All of these are common human experiences, but we usually don’t notice them and they get buried under an avalanche of new experiences surging along behind. These stirrings, however, may be profoundly significant. This tentative ‘reaching out’ may be like a fragile plant pushing its way through concrete, but it may be the first playful sign of a huge spiritual adventure.
One writer talked about ‘signals of transcendence’ which litter our everyday experience. And indeed there are things going on all the time, like longing, laughter, falling in love, playing with a child, natural beauty (‘breathtaking’), moments in music (‘heart-stopping’) – all of which take us outside ourselves for a moment. There’s something else going on here. I wonder . . . ?

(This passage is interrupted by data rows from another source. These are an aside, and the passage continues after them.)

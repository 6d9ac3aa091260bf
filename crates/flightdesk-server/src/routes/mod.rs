//! HTTP surface of the service.
//!
//! | route | handler |
//! |---|---|
//! | `GET /health` | liveness and agent status |
//! | `POST /api/flights/search`, `GET /api/flights/:id` | [`flights`] |
//! | `POST /api/agents/{flight-search,chat,workflow}` | [`agents`], SSE |
//! | `POST /api/test/*` | [`diagnostics`], tool debugging |

pub mod agents;
pub mod diagnostics;
pub mod flights;

use crate::agent::Agent;
use crate::config::ServerConfig;
use crate::error::ApiError;
use crate::relay::Relay;
use crate::tools::ToolRegistry;
use axum::extract::rejection::JsonRejection;
use axum::extract::State;
use axum::routing::get;
use axum::{Json, Router};
use chrono::{SecondsFormat, Utc};
use http::header::{InvalidHeaderValue, ACCEPT, AUTHORIZATION, CONTENT_TYPE};
use http::{HeaderValue, Method};
use serde::{Deserialize, Serialize};
use std::sync::Arc;
use tower_http::cors::CorsLayer;
use tower_http::trace::TraceLayer;

/// Shared state of every handler.
#[derive(Debug, Clone)]
pub struct AppState {
    config: Arc<ServerConfig>,
    relay: Relay,
    tools: Arc<ToolRegistry>,
}

impl AppState {
    /// State serving `agent` and `tools` under `config`.
    #[must_use]
    pub fn new(config: ServerConfig, agent: Arc<dyn Agent>, tools: Arc<ToolRegistry>) -> Self {
        let relay = Relay::new(agent, config.pacing);
        Self {
            config: Arc::new(config),
            relay,
            tools,
        }
    }

    /// Server configuration.
    #[must_use]
    pub fn config(&self) -> &ServerConfig {
        &self.config
    }

    /// The run relay.
    #[must_use]
    pub fn relay(&self) -> &Relay {
        &self.relay
    }

    /// The tool registry.
    #[must_use]
    pub fn tools(&self) -> &ToolRegistry {
        &self.tools
    }

    /// Internal error, with detail only where the environment allows it.
    pub(crate) fn internal_error(&self, err: impl std::fmt::Display) -> ApiError {
        ApiError::internal(err, self.config.environment.exposes_errors())
    }
}

/// All routes, with request tracing.
pub fn router(state: AppState) -> Router {
    Router::new()
        .route("/health", get(health))
        .nest("/api/flights", flights::router())
        .nest("/api/agents", agents::router())
        .nest("/api/test", diagnostics::router())
        .layer(TraceLayer::new_for_http())
        .with_state(state)
}

/// CORS for the single browser origin, with credentials.
///
/// # Errors
///
/// Fails if `origin` is not a valid header value.
pub fn cors_layer(origin: &str) -> Result<CorsLayer, InvalidHeaderValue> {
    Ok(CorsLayer::new()
        .allow_origin(HeaderValue::from_str(origin)?)
        .allow_credentials(true)
        .allow_methods([Method::GET, Method::POST, Method::OPTIONS])
        .allow_headers([CONTENT_TYPE, ACCEPT, AUTHORIZATION]))
}

/// Decodes a JSON body, turning rejections into 400s.
pub(crate) fn json_body<T>(body: Result<Json<T>, JsonRejection>) -> Result<T, ApiError> {
    body.map(|Json(value)| value).map_err(|rejection| {
        ApiError::Validation(format!("invalid request body: {}", rejection.body_text()))
    })
}

/// Body of `GET /health`.
#[derive(Debug, Serialize, Deserialize)]
pub struct HealthResponse {
    /// Always `ok` while the process serves requests.
    pub status: String,
    /// RFC 3339 server time.
    pub timestamp: String,
    /// Crate version.
    pub version: String,
    /// Agent name and health.
    pub agent: AgentHealth,
}

/// Agent part of [`HealthResponse`].
#[derive(Debug, Serialize, Deserialize)]
pub struct AgentHealth {
    /// Agent name.
    pub name: String,
    /// `healthy`, `degraded: ..` or `unhealthy: ..`.
    pub status: String,
}

async fn health(State(state): State<AppState>) -> Json<HealthResponse> {
    let agent = state.relay.agent();
    let status = match agent.health().await {
        Ok(status) => status.to_string(),
        Err(e) => format!("error: {e}"),
    };
    Json(HealthResponse {
        status: "ok".to_string(),
        timestamp: Utc::now().to_rfc3339_opts(SecondsFormat::Millis, true),
        version: env!("CARGO_PKG_VERSION").to_string(),
        agent: AgentHealth {
            name: agent.name().to_string(),
            status,
        },
    })
}


#[cfg(test)]
mod tests {
    use super::test_support::{get, json};
    use super::*;
    use axum::http::StatusCode;

    #[tokio::test]
    async fn health_reports_ok_and_agent() {
        let (status, body) = json(get("/health").await).await;
        assert_eq!(status, StatusCode::OK);
        assert_eq!(body["status"], "ok");
        assert_eq!(body["version"], env!("CARGO_PKG_VERSION"));
        assert!(body["timestamp"].as_str().is_some_and(|t| t.ends_with('Z')));
        assert_eq!(body["agent"]["name"], "scripted");
        assert!(body["agent"]["status"].as_str().is_some_and(|s| s.starts_with("degraded")));
    }

    #[tokio::test]
    async fn unknown_route_is_404() {
        assert_eq!(get("/api/nothing").await.status(), StatusCode::NOT_FOUND);
    }

    #[test]
    fn cors_rejects_bad_origin() {
        assert!(cors_layer("http://localhost:5173").is_ok());
        assert!(cors_layer("bad\norigin").is_err());
    }
}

So the first move in the spiritual adventure that I’m here calling ‘prayer’ is to recognize these moments when something stirs within us and to savour them. Not to let them be flooded and forgotten, but to notice them and hold them, tenderly, just for a while. And for the time being – that’s enough! Just recognize those moments for what they are, or might be. Signals of something else. A hint of something good. A glimpse in the night. A scent on the wind. An invitation.
1
Getting started
Making space for God
So there just might be something in it – this ‘something else’. And we might have noticed some germ of an instinct, some stirring inside. A reaching out. An instinct to say thank you, a need to say sorry, or a desire to help someone. But we can all too easily lose the moment unless we make space for it to breathe.
And that’s what we’re terribly short of in our culture – space to let quiet things breathe. The pace of daily life is accelerating and the demands are unremitting. It’s as if we got on the 8.15 from Great Snoring, the slow train that stops at every little village, but instead of chugging its way gently through the countryside it gets faster and faster, accelerating steadily and inexorably, steaming through every station, until the carriage is swaying alarmingly and we’re hanging on to our seats and to our luggage – and still the speed increases!